The Frysk Monitor, as I mentioned in the previous post, is indented to provide a live modeling of processes on the system. The time lines in the monitor display events, these events are fed into the Monitor by Observers.
Observers are triggered by the Frysk core at interesting points during the execution of a process. The Signal Observer for example, is triggered when the traced process receives a signal. When the Frysk core realizes the process received a signal it stops the process notifies observers, the monitor plots a nice blue tick, then if there are no other requests the signal is delivered and the process is resumed. This way your program continues to run and you can monitor its execution.
When you download Frysk there is a small set of observers provided. These include Syscall Observer, Signal Observer, Clone Observer, and Fork Observer. As the Frysk core gets more robust and complete there is virtually no limit to what observers the Frysk developers and users can create: FunctionFooCalledObserver, LibraryXLoadedObserver, NullPointerExceptionObserver? You get the idea.
The Current UI provides a way to do simple customizations of these Observers, by adding filters, and actions to them. For more complex events it is possible to write these observers in Java, and theoretically any other language that can be interfaced with Java.

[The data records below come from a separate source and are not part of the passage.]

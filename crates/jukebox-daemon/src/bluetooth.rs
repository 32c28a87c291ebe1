// Bluetooth speaker management through `bluetoothctl`

use std::time::Duration;

use anyhow::{Context, Result};
use jukebox_common::BluetoothDevice;
use tracing::{debug, info, warn};

use crate::command::CommandRunner;

const BLUETOOTHCTL: &str = "bluetoothctl";
const QUICK_TIMEOUT: Duration = Duration::from_secs(10);
const PAIR_TIMEOUT: Duration = Duration::from_secs(30);
pub const DEFAULT_SCAN_SECS: u64 = 10;
const MAX_SCAN_SECS: u64 = 60;

#[derive(Debug, Clone)]
pub struct BluetoothControl {
    runner: CommandRunner,
}

impl BluetoothControl {
    pub fn new(runner: CommandRunner) -> Self {
        Self { runner }
    }

    /// Known devices with their paired/connected/trusted flags
    pub async fn list_devices(&self) -> Result<Vec<BluetoothDevice>> {
        let output = self.runner.run_checked(BLUETOOTHCTL, &["devices"], QUICK_TIMEOUT).await?;
        let mut devices = parse_device_list(&output.stdout);

        for device in &mut devices {
            match self.device_info(&device.address).await {
                Ok(info) => {
                    device.paired = info.paired;
                    device.connected = info.connected;
                    device.trusted = info.trusted;
                }
                Err(e) => debug!("No info for {}: {}", device.address, e),
            }
        }

        debug!("Found {} bluetooth devices", devices.len());
        Ok(devices)
    }

    /// Discover nearby devices for `secs` seconds, then list everything known
    pub async fn scan(&self, secs: u64) -> Result<Vec<BluetoothDevice>> {
        let secs = secs.clamp(1, MAX_SCAN_SECS);
        info!("Scanning for bluetooth devices for {}s", secs);

        let timeout_arg = secs.to_string();
        self.runner
            .run(
                BLUETOOTHCTL,
                &["--timeout", &timeout_arg, "scan", "on"],
                Duration::from_secs(secs + 5),
            )
            .await
            .context("Bluetooth scan failed")?;

        self.list_devices().await
    }

    pub async fn pair(&self, address: &str) -> Result<()> {
        validate_address(address)?;
        info!("Pairing bluetooth device {}", address);

        self.runner.run_checked(BLUETOOTHCTL, &["pair", address], PAIR_TIMEOUT).await?;
        // Trusted devices reconnect on their own after a reboot
        let trust_args = ["trust", address];
        if let Err(e) = self.runner.run_checked(BLUETOOTHCTL, &trust_args, QUICK_TIMEOUT).await {
            warn!("Paired {} but failed to trust it: {}", address, e);
        }
        Ok(())
    }

    pub async fn connect(&self, address: &str) -> Result<()> {
        validate_address(address)?;
        info!("Connecting bluetooth device {}", address);
        self.runner.run_checked(BLUETOOTHCTL, &["connect", address], PAIR_TIMEOUT).await?;
        Ok(())
    }

    pub async fn disconnect(&self, address: &str) -> Result<()> {
        validate_address(address)?;
        info!("Disconnecting bluetooth device {}", address);
        self.runner.run_checked(BLUETOOTHCTL, &["disconnect", address], QUICK_TIMEOUT).await?;
        Ok(())
    }

    pub async fn remove(&self, address: &str) -> Result<()> {
        validate_address(address)?;
        info!("Removing bluetooth device {}", address);
        self.runner.run_checked(BLUETOOTHCTL, &["remove", address], QUICK_TIMEOUT).await?;
        Ok(())
    }

    pub async fn device_info(&self, address: &str) -> Result<BluetoothDevice> {
        validate_address(address)?;
        let output =
            self.runner.run_checked(BLUETOOTHCTL, &["info", address], QUICK_TIMEOUT).await?;
        Ok(parse_device_info(address, &output.stdout))
    }
}

/// Parse `bluetoothctl devices` lines of the form `Device <MAC> <name>`
pub fn parse_device_list(output: &str) -> Vec<BluetoothDevice> {
    output
        .lines()
        .filter_map(|line| {
            let rest = line.trim().strip_prefix("Device ")?;
            let (address, name) = match rest.split_once(' ') {
                Some((address, name)) => (address, name.trim()),
                None => (rest, ""),
            };
            if !is_valid_address(address) {
                return None;
            }
            Some(BluetoothDevice {
                address: address.to_uppercase(),
                name: if name.is_empty() { address.to_string() } else { name.to_string() },
                paired: false,
                connected: false,
                trusted: false,
            })
        })
        .collect()
}

/// Parse the indented `Key: value` block printed by `bluetoothctl info`
pub fn parse_device_info(address: &str, output: &str) -> BluetoothDevice {
    let mut device = BluetoothDevice {
        address: address.to_uppercase(),
        name: address.to_string(),
        paired: false,
        connected: false,
        trusted: false,
    };

    for line in output.lines() {
        let Some((key, value)) = line.trim().split_once(':') else {
            continue;
        };
        let value = value.trim();
        match key {
            "Name" => device.name = value.to_string(),
            "Alias" if device.name == address => device.name = value.to_string(),
            "Paired" => device.paired = value == "yes",
            "Connected" => device.connected = value == "yes",
            "Trusted" => device.trusted = value == "yes",
            _ => {}
        }
    }

    device
}

pub fn is_valid_address(address: &str) -> bool {
    let parts: Vec<&str> = address.split(':').collect();
    parts.len() == 6
        && parts.iter().all(|p| p.len() == 2 && p.chars().all(|c| c.is_ascii_hexdigit()))
}

pub fn validate_address(address: &str) -> Result<()> {
    if !is_valid_address(address) {
        anyhow::bail!("Invalid bluetooth address: {}", address);
    }
    Ok(())
}

#[cfg(test)]
mod tests {
    use super::*;

    #[test]
    fn test_parse_device_list() {
        let output = "Device 00:1A:7D:DA:71:13 JBL Flip 5\n\
                      Device AA:BB:CC:DD:EE:FF\n\
                      [CHG] Controller 11:22:33:44:55:66 Discovering: yes\n\
                      Device not-a-mac Broken\n";
        let devices = parse_device_list(output);

        assert_eq!(devices.len(), 2);
        assert_eq!(devices[0].address, "00:1A:7D:DA:71:13");
        assert_eq!(devices[0].name, "JBL Flip 5");
        assert_eq!(devices[1].name, "AA:BB:CC:DD:EE:FF");
    }

    #[test]
    fn test_parse_device_info() {
        let output = "Device 00:1A:7D:DA:71:13 (public)\n\
                      \tName: JBL Flip 5\n\
                      \tAlias: Kitchen speaker\n\
                      \tPaired: yes\n\
                      \tTrusted: yes\n\
                      \tConnected: no\n\
                      \tUUID: Audio Sink (0000110b-0000-1000-8000-00805f9b34fb)\n";
        let device = parse_device_info("00:1A:7D:DA:71:13", output);

        assert_eq!(device.name, "JBL Flip 5");
        assert!(device.paired);
        assert!(device.trusted);
        assert!(!device.connected);
    }

    #[test]
    fn test_address_validation() {
        assert!(is_valid_address("00:1a:7D:da:71:13"));
        assert!(!is_valid_address("00:1A:7D:DA:71"));
        assert!(!is_valid_address("00:1A:7D:DA:71:1G"));
        assert!(!is_valid_address("00:1A:7D:DA:71:13; rm -rf /"));
    }

    #[tokio::test]
    async fn test_dry_run_operations_succeed() {
        let bluetooth = BluetoothControl::new(CommandRunner::new(true));
        assert!(bluetooth.connect("00:1A:7D:DA:71:13").await.is_ok());
        assert!(bluetooth.list_devices().await.unwrap().is_empty());
        assert!(bluetooth.pair("bogus").await.is_err());
    }
}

Developers already do something similar with print statement debugging. The Frysk Monitor builds on that inspiration: it stream lines the process, eliminates the recursive debugging process (insert printf, compile, rerun), and provides visualization that takes into consideration threads, and multiple processes.
I envision people releasing Observers that are useful to their software. an example for Frysk would be a set of observers which monitor the different state transitions within the process/task state machines in the Frysk core.
For a future post I will create a relevant observer, and blog about the process and the results, and fix the bugs I find in the way.